Go through the records below and count every line containing "startup". Reply with the count alone.

*** Block opens ***

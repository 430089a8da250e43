// ABOUTME: Axum HTTP testing utilities for integration tests
// ABOUTME: Drives the router with tower oneshot calls instead of a bound socket

use axum::{
    body::{to_bytes, Body},
    http::{HeaderMap, Method, Request, StatusCode},
    Router,
};
use serde::de::DeserializeOwned;
use tower::ServiceExt;

/// Helper to build and execute HTTP requests against Axum routers
pub struct AxumTestRequest {
    method: Method,
    uri: String,
    headers: Vec<(String, String)>,
}

impl AxumTestRequest {
    /// Create a new GET request
    pub fn get(uri: &str) -> Self {
        Self {
            method: Method::GET,
            uri: uri.to_owned(),
            headers: Vec::new(),
        }
    }

    /// Create a new OPTIONS request
    #[allow(dead_code)]
    pub fn options(uri: &str) -> Self {
        Self {
            method: Method::OPTIONS,
            uri: uri.to_owned(),
            headers: Vec::new(),
        }
    }

    /// Add a header to the request
    #[allow(dead_code)]
    pub fn header(mut self, key: &str, value: &str) -> Self {
        self.headers.push((key.to_owned(), value.to_owned()));
        self
    }

    /// Execute the request against an Axum router
    pub async fn send(self, app: Router) -> AxumTestResponse {
        let mut builder = Request::builder().method(self.method).uri(self.uri);

        for (key, value) in self.headers {
            builder = builder.header(key, value);
        }

        let request = builder
            .body(Body::empty())
            .expect("Failed to build request");

        let response = app
            .oneshot(request)
            .await
            .expect("Failed to execute request");

        let status = response.status();
        let headers = response.headers().clone();
        let body = to_bytes(response.into_body(), usize::MAX)
            .await
            .expect("Failed to read response body")
            .to_vec();

        AxumTestResponse {
            status,
            headers,
            body,
        }
    }
}

/// Wrapper around Axum HTTP response for testing
pub struct AxumTestResponse {
    status: StatusCode,
    headers: HeaderMap,
    body: Vec<u8>,
}

impl AxumTestResponse {
    /// Get the response status code as u16 for easy assertion
    pub const fn status(&self) -> u16 {
        self.status.as_u16()
    }

    /// Get a response header as a string
    #[allow(dead_code)]
    pub fn header(&self, name: &str) -> Option<String> {
        self.headers
            .get(name)
            .and_then(|value| value.to_str().ok())
            .map(str::to_owned)
    }

    /// Get the response body as a JSON value
    pub fn json<T: DeserializeOwned>(self) -> T {
        serde_json::from_slice(&self.body).expect("Failed to deserialize JSON response")
    }

    /// Get the response body as a string
    #[allow(dead_code)]
    pub fn text(self) -> String {
        String::from_utf8(self.body).expect("Failed to decode response as UTF-8")
    }
}
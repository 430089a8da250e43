// ABOUTME: Ordered severity levels for the difficulty score
// ABOUTME: EASY < MODERATE < HARD < VERY_HARD with their wire names
//
// SPDX-License-Identifier: MIT OR Apache-2.0
// Copyright (c) 2025 Async-IO.org

use serde::{Deserialize, Serialize};
use std::fmt;

/// Discrete severity classification of a difficulty score
///
/// The derived ordering follows declaration order, so `Level::Easy < Level::VeryHard`.
#[derive(Debug, Clone, Copy, PartialEq, Eq, PartialOrd, Ord, Hash, Serialize, Deserialize)]
#[serde(rename_all = "SCREAMING_SNAKE_CASE")]
pub enum Level {
    /// Comfortable to visit
    Easy,
    /// Busy but manageable
    Moderate,
    /// Congested
    Hard,
    /// Severely congested
    VeryHard,
}

impl Level {
    /// Every level in ascending order
    pub const ALL: [Self; 4] = [Self::Easy, Self::Moderate, Self::Hard, Self::VeryHard];

    /// Wire name of the level
    #[must_use]
    pub const fn as_str(self) -> &'static str {
        match self {
            Self::Easy => "EASY",
            Self::Moderate => "MODERATE",
            Self::Hard => "HARD",
            Self::VeryHard => "VERY_HARD",
        }
    }
}

impl fmt::Display for Level {
    fn fmt(&self, f: &mut fmt::Formatter<'_>) -> fmt::Result {
        f.write_str(self.as_str())
    }
}
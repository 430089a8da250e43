// ABOUTME: Errors raised when a scoring policy or level band table is rejected
// ABOUTME: Converts into the unified AppError as a configuration failure

use thiserror::Error;
use visit_core::errors::AppError;
use visit_core::models::Level;

/// Reasons a scoring configuration is refused at construction time
#[derive(Debug, Clone, PartialEq, Error)]
pub enum ScoringError {
    /// A weight is negative or not a finite number
    #[error("{name} weight must be a finite non-negative number, got {value}")]
    InvalidWeight {
        /// Which weight
        name: &'static str,
        /// Offending value
        value: f64,
    },

    /// Weights do not add up to one
    #[error("weights must sum to 1.0, got {sum}")]
    WeightSum {
        /// Actual sum
        sum: f64,
    },

    /// Traffic is not weighted more heavily than parking pressure
    #[error("traffic weight {traffic} must exceed parking weight {parking}")]
    TrafficNotDominant {
        /// Configured traffic weight
        traffic: f64,
        /// Configured parking weight
        parking: f64,
    },

    /// The first band does not start at the minimum score
    #[error("first band must start at {expected}, starts at {actual}")]
    LowerBound {
        /// Required start
        expected: u8,
        /// Configured start
        actual: u8,
    },

    /// The last band does not end at the maximum score
    #[error("last band must end at {expected}, ends at {actual}")]
    UpperBound {
        /// Required end
        expected: u8,
        /// Configured end
        actual: u8,
    },

    /// Two neighbouring bands leave a gap or overlap
    #[error("band {level} starts at {lower} but the previous band ends at {previous_upper}")]
    NotContiguous {
        /// Band whose lower bound is wrong
        level: Level,
        /// Its lower bound
        lower: u8,
        /// Upper bound of the band before it
        previous_upper: u8,
    },

    /// A band covers no scores
    #[error("band {level} is empty: [{lower}, {upper})")]
    EmptyBand {
        /// Empty band
        level: Level,
        /// Its lower bound
        lower: u8,
        /// Its upper bound
        upper: u8,
    },

    /// Bands are not listed in ascending level order
    #[error("band at position {position} is {found}, expected {expected}")]
    LevelOrder {
        /// Zero-based row index
        position: usize,
        /// Level required at that row
        expected: Level,
        /// Level configured at that row
        found: Level,
    },
}

impl From<ScoringError> for AppError {
    fn from(error: ScoringError) -> Self {
        Self::config(format!("Scoring configuration rejected: {error}"))
    }
}

#[cfg(test)]
mod tests {
    use super::*;
    use visit_core::errors::ErrorCode;

    #[test]
    fn test_scoring_errors_become_config_errors() {
        let app: AppError = ScoringError::WeightSum { sum: 1.2 }.into();
        assert_eq!(app.code, ErrorCode::ConfigInvalid);
        assert_eq!(app.http_status(), 500);
        assert!(app.message.contains("weights must sum to 1.0, got 1.2"));
    }
}
// ABOUTME: Centralized resource container for dependency injection into route handlers
// ABOUTME: Wires configuration, signal provider, scoring engine, and clock into the status service
//
// SPDX-License-Identifier: MIT OR Apache-2.0
// Copyright (c) 2025 Async-IO.org

//! # Server Resources
//!
//! Everything a request needs is built once at startup and shared behind an
//! `Arc`. The provider and the clock are trait objects so tests can swap in a
//! failing provider or a pinned clock without touching the handlers.

use crate::config::ServerConfig;
use crate::services::StatusService;
use anyhow::{anyhow, Result};
use std::sync::Arc;
use tracing::info;
use visit_core::errors::AppError;
use visit_core::time::{Clock, SystemClock};
use visit_intelligence::{LevelBands, ScoringEngine};
use visit_providers::{SignalProvider, SyntheticSignalProvider};

/// Shared server state
pub struct ServerResources {
    /// Configuration the server was started with
    pub config: Arc<ServerConfig>,
    /// Status report assembly
    pub status: StatusService,
}

impl ServerResources {
    /// Create a new builder for `ServerResources`
    #[must_use]
    pub fn builder() -> ServerResourcesBuilder {
        ServerResourcesBuilder::new()
    }

    /// Build resources from configuration with the default provider and clock
    ///
    /// # Errors
    ///
    /// Returns an error if the configuration is rejected.
    pub fn from_config(config: ServerConfig) -> Result<Arc<Self>> {
        Self::builder().with_config(config).build_arc()
    }
}

/// Builder for [`ServerResources`]
#[derive(Default)]
pub struct ServerResourcesBuilder {
    config: Option<ServerConfig>,
    provider: Option<Arc<dyn SignalProvider>>,
    clock: Option<Arc<dyn Clock>>,
}

impl ServerResourcesBuilder {
    /// Create an empty builder
    #[must_use]
    pub fn new() -> Self {
        Self::default()
    }

    /// Set the server configuration
    #[must_use]
    pub fn with_config(mut self, config: ServerConfig) -> Self {
        self.config = Some(config);
        self
    }

    /// Replace the signal provider
    #[must_use]
    pub fn with_provider(mut self, provider: Arc<dyn SignalProvider>) -> Self {
        self.provider = Some(provider);
        self
    }

    /// Replace the clock
    #[must_use]
    pub fn with_clock(mut self, clock: Arc<dyn Clock>) -> Self {
        self.clock = Some(clock);
        self
    }

    /// Build the resources
    ///
    /// The scoring engine is constructed through its validating constructor,
    /// so a broken band table or weight pair stops startup here.
    ///
    /// # Errors
    ///
    /// Returns an error if the configuration is missing or invalid.
    pub fn build(self) -> Result<ServerResources> {
        let config = self
            .config
            .ok_or_else(|| anyhow!("Server config is required"))?;
        config.validate()?;

        let area = config.area()?;
        let engine = ScoringEngine::new(config.scoring_policy()?, LevelBands::standard())
            .map_err(AppError::from)?;

        let provider = match self.provider {
            Some(provider) => provider,
            None => default_provider(&config)?,
        };
        let clock = self
            .clock
            .unwrap_or_else(|| Arc::new(SystemClock) as Arc<dyn Clock>);

        info!(
            area = area.id,
            provider = provider.name(),
            locale = %config.visit.locale,
            "Status service ready"
        );

        let status = StatusService::new(provider, engine, area, config.visit.locale, clock);
        Ok(ServerResources {
            config: Arc::new(config),
            status,
        })
    }

    /// Build the resources wrapped in an `Arc`
    ///
    /// # Errors
    ///
    /// Same as [`Self::build`].
    pub fn build_arc(self) -> Result<Arc<ServerResources>> {
        Ok(Arc::new(self.build()?))
    }
}

fn default_provider(config: &ServerConfig) -> Result<Arc<dyn SignalProvider>> {
    Ok(Arc::new(SyntheticSignalProvider::for_area(
        config.area()?,
        config.signal_config()?,
    )))
}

*** Block closes ***

_RESULT OF THE TASK:_ 2